Problem: Go through the entries below and copy each line that holds the word "derive".

Data extracted from a collection
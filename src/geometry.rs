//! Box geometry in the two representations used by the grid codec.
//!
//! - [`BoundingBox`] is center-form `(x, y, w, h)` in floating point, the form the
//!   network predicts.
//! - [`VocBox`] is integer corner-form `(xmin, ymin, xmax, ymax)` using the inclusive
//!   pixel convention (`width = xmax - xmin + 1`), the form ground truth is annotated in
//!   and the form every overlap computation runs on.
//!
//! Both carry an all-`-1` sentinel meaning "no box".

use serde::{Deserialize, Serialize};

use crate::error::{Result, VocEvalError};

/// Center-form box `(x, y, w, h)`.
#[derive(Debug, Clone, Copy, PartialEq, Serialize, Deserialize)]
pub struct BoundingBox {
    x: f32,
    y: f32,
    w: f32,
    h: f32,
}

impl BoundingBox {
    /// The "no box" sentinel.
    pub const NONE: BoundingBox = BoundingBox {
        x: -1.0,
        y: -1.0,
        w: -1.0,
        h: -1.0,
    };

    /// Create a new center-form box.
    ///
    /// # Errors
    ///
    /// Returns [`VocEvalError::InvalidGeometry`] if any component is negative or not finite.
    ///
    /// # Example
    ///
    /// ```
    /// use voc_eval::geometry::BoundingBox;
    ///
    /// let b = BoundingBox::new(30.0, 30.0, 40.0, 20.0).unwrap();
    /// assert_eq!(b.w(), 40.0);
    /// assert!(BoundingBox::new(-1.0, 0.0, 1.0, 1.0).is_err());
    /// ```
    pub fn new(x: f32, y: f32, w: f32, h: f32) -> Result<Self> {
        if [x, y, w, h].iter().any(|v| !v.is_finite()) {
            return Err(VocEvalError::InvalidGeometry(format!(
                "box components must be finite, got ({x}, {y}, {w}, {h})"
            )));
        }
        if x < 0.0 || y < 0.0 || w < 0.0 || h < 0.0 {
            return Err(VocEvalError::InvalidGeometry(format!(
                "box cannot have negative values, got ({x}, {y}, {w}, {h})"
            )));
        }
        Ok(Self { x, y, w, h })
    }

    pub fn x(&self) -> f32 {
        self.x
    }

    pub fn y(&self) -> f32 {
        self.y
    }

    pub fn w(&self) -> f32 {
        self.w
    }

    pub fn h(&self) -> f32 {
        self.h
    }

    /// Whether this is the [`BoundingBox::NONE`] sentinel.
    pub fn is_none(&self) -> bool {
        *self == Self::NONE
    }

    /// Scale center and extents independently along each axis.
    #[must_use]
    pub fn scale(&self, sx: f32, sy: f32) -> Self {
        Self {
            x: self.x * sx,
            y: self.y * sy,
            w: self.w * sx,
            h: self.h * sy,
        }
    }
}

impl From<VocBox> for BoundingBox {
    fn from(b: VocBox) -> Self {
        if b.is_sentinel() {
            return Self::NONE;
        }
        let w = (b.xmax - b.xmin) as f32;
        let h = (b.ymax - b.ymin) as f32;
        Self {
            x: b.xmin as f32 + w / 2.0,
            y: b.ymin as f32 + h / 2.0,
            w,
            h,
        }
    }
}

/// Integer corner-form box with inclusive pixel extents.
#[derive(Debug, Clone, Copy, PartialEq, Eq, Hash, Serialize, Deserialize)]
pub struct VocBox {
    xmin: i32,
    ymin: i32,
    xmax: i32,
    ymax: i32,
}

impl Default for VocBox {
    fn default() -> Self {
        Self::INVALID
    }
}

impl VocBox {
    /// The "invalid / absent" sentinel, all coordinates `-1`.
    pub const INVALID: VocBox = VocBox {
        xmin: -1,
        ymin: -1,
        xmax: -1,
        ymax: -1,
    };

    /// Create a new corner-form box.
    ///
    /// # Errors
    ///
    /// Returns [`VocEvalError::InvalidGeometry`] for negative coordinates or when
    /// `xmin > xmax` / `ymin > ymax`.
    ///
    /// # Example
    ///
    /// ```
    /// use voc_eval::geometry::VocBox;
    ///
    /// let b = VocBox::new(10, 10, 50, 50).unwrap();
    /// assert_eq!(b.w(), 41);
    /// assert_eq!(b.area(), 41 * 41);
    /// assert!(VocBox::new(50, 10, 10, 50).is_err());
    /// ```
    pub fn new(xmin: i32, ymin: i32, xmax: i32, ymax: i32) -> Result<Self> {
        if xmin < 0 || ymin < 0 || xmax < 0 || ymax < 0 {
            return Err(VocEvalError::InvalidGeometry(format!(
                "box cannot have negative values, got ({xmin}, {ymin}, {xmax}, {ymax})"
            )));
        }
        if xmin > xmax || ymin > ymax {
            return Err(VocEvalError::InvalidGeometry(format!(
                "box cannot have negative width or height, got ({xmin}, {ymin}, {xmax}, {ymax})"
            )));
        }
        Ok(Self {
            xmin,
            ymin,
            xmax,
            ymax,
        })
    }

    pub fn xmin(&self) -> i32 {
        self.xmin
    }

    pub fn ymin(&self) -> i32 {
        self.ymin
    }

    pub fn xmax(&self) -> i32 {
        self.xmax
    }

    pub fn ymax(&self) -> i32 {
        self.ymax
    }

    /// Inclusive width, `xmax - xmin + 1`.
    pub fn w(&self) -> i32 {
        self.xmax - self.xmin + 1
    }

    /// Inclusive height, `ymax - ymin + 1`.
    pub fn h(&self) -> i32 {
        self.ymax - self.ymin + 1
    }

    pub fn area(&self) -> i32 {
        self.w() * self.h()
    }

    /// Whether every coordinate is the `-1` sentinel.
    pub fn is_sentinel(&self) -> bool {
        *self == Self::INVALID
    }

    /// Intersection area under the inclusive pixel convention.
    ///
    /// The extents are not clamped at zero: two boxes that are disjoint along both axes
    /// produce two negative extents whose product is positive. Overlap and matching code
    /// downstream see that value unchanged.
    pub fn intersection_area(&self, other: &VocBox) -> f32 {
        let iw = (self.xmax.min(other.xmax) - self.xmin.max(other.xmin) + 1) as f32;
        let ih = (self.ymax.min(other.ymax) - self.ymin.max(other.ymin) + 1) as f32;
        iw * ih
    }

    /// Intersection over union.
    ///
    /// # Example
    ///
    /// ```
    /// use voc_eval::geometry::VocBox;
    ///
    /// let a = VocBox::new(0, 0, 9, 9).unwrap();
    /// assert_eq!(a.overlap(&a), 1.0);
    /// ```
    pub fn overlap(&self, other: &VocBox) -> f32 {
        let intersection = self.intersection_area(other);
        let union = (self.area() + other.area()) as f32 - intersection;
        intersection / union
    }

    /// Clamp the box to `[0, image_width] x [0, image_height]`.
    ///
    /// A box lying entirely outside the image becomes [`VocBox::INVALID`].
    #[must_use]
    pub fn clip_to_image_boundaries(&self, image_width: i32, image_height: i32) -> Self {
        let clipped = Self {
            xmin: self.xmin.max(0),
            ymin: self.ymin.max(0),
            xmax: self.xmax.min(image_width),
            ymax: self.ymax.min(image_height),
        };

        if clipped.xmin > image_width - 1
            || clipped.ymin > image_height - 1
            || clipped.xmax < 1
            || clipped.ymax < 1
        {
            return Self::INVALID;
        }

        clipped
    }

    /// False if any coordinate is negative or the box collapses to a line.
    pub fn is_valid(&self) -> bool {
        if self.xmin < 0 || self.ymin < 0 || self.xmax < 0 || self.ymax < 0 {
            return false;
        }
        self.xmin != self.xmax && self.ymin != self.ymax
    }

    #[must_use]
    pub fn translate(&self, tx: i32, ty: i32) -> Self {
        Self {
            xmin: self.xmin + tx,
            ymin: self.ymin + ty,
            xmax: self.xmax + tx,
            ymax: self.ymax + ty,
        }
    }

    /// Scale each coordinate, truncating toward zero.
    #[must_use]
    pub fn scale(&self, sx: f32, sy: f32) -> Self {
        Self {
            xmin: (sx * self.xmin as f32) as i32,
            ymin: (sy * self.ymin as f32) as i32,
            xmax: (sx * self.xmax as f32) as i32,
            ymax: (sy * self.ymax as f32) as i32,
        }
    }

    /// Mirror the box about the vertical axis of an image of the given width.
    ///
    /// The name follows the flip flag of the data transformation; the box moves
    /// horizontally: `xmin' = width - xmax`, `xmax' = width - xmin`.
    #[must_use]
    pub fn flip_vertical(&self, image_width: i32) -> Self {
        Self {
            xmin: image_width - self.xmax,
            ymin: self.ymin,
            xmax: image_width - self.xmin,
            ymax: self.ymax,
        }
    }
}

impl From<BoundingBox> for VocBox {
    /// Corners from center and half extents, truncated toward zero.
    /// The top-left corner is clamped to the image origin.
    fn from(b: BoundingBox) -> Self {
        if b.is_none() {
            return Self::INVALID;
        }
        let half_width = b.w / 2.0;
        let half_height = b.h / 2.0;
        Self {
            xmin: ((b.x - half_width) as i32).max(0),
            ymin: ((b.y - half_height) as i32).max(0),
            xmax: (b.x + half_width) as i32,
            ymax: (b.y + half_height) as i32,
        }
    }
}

==

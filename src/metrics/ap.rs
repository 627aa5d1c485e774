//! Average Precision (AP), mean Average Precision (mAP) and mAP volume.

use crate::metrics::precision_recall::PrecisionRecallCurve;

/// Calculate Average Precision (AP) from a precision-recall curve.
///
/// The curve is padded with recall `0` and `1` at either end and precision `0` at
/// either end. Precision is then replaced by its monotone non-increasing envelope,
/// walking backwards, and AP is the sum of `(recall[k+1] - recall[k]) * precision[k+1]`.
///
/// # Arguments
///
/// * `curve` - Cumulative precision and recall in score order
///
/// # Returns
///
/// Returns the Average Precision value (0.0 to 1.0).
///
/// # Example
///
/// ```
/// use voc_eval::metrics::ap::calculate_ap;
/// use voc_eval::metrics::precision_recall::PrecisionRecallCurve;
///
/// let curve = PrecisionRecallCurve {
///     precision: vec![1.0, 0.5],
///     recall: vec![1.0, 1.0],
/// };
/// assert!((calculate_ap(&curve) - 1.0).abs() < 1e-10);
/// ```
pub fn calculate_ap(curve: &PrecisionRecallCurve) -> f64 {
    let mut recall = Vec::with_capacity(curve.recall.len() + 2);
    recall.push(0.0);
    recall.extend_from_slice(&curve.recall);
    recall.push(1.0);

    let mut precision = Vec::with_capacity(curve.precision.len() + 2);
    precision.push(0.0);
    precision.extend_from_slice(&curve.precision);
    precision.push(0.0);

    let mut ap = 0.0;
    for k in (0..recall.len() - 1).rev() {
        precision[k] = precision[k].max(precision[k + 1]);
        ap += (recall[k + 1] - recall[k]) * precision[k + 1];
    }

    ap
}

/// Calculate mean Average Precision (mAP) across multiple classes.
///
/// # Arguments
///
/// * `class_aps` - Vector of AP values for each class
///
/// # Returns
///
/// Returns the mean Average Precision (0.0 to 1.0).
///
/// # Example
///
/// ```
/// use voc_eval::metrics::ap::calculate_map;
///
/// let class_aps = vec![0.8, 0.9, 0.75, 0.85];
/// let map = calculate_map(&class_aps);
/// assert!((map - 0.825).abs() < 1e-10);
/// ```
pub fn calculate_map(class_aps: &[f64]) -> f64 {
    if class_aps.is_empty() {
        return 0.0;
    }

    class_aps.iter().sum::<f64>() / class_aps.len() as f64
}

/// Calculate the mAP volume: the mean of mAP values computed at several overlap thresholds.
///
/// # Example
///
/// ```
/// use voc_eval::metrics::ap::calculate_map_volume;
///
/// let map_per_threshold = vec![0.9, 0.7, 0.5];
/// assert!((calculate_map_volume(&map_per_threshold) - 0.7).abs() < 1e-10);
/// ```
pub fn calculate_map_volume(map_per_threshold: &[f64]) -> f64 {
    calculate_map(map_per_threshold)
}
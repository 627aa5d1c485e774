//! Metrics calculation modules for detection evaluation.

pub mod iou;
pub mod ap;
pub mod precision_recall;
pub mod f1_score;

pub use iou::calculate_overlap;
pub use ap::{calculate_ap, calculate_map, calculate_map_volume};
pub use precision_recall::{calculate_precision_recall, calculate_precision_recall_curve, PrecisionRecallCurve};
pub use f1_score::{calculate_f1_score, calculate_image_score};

Answer for this exercise:
#[derive(Debug, Clone, Copy, PartialEq, Serialize, Deserialize)]
#[derive(Debug, Clone, Copy, PartialEq, Eq, Hash, Serialize, Deserialize)]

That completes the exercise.